Problem to work on
Take each line from the material below that includes the string "NoteStore" and copy it.

◆ ◆ ◆ ◆ ◆

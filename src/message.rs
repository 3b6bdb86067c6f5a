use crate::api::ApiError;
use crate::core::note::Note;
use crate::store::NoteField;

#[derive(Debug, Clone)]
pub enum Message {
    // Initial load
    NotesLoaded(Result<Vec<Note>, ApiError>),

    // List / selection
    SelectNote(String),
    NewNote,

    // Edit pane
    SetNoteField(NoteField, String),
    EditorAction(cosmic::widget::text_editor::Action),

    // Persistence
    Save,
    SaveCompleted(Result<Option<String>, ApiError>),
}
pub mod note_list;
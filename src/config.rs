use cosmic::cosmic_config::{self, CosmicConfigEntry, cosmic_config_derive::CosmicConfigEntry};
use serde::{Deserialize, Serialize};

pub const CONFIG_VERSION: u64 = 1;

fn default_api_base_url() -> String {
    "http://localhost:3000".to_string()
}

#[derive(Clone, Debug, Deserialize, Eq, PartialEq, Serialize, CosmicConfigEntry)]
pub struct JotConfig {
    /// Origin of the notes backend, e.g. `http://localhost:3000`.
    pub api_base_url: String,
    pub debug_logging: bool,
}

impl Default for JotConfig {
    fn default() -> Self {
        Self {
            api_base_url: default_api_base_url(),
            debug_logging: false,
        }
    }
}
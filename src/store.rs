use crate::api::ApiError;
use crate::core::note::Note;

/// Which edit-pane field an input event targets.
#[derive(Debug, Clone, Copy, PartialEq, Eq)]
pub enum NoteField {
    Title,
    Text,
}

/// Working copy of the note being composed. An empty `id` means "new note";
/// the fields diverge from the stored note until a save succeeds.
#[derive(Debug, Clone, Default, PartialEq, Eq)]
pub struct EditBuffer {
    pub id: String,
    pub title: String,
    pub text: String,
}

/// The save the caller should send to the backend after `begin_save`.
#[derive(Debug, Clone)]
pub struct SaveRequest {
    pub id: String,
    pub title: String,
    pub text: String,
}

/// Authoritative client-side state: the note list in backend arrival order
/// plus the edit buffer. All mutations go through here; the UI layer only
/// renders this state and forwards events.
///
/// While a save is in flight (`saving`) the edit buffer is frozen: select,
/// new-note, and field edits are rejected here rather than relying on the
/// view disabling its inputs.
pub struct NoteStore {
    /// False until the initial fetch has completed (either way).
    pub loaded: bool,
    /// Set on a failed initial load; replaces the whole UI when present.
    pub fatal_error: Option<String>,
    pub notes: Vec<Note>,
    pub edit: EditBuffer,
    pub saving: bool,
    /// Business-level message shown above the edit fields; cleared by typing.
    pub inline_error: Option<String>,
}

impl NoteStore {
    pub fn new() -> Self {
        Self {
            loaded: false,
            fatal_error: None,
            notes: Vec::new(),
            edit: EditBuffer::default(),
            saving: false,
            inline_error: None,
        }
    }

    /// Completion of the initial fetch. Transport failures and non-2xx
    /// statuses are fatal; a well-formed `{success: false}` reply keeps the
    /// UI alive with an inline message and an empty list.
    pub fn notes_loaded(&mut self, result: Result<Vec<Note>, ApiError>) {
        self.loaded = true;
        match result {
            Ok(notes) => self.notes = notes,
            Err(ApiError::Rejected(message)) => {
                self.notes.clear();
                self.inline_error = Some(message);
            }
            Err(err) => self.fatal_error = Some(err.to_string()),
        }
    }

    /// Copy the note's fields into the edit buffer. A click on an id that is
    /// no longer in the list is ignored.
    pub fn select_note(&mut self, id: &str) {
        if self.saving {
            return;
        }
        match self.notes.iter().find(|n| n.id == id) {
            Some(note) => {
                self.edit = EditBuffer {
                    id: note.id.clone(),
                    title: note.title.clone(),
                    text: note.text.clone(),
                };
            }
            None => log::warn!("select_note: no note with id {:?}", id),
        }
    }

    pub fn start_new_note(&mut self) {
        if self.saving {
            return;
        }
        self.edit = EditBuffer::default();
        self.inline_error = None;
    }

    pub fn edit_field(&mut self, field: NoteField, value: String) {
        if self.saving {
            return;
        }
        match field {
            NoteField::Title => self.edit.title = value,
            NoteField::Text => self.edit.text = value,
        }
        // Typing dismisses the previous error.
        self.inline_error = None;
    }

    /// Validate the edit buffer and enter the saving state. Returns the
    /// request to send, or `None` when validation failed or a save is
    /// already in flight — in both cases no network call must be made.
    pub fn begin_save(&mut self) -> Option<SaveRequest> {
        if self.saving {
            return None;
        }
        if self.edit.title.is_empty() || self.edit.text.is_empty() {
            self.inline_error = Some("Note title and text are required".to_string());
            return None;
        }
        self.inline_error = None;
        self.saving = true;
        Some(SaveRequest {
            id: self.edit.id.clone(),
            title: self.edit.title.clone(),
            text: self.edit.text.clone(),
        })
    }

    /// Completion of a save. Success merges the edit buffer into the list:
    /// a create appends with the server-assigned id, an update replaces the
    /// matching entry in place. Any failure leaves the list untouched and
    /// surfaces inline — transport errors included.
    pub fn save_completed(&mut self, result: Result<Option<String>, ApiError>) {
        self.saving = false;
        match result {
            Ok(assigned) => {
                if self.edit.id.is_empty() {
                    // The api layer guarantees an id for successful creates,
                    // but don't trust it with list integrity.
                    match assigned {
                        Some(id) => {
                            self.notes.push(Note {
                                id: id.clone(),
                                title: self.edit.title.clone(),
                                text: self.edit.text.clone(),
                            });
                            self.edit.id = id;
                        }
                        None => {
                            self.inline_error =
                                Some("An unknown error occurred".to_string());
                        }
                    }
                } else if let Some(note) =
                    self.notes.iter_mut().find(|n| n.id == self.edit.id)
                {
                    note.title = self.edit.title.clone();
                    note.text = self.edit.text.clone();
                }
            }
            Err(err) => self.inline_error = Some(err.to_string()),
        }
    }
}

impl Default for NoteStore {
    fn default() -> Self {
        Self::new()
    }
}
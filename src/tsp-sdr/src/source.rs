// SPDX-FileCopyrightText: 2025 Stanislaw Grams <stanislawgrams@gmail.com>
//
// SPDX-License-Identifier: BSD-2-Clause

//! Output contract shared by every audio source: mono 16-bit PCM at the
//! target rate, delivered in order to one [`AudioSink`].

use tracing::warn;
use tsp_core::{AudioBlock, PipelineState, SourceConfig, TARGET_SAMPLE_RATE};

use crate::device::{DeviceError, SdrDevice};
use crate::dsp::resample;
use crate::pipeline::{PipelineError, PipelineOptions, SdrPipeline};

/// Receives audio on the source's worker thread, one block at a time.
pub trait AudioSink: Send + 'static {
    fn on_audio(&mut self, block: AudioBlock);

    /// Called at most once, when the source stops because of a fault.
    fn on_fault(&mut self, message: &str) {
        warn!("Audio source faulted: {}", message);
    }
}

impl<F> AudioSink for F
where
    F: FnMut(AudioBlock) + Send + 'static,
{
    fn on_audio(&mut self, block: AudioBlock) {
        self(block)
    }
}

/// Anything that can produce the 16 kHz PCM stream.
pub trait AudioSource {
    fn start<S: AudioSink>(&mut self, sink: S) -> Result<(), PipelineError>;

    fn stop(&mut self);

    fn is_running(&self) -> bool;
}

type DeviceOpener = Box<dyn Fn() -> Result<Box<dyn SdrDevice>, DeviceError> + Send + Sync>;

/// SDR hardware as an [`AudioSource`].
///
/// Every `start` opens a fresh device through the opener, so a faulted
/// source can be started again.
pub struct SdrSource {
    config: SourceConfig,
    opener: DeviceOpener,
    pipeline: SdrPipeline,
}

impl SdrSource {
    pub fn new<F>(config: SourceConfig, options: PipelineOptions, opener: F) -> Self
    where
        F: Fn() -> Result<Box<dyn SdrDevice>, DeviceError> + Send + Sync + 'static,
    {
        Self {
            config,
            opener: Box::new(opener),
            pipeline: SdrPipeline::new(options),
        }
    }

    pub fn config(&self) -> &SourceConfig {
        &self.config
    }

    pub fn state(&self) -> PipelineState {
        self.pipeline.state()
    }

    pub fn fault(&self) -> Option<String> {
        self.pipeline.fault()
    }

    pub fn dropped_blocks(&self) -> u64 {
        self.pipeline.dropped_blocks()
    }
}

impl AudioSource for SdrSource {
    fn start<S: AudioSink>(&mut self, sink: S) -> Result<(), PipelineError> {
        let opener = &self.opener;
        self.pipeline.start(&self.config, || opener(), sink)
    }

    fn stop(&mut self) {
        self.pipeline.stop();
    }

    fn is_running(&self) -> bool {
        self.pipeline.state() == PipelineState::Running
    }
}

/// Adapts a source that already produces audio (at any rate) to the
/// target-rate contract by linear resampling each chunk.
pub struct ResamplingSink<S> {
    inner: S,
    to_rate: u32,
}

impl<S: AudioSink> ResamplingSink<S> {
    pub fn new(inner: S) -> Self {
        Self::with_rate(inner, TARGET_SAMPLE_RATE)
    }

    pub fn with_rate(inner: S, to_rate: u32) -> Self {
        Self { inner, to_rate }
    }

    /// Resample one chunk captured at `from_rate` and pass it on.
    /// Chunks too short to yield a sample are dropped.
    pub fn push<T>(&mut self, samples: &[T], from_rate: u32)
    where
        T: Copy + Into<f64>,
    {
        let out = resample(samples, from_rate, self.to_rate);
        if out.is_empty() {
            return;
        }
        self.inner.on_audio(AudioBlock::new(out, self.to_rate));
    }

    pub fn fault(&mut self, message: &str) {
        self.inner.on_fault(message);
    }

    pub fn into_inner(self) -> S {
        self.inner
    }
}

◆ ◆ ◆ ◆ ◆

Your solution
pub struct NoteStore {
impl NoteStore {
impl Default for NoteStore {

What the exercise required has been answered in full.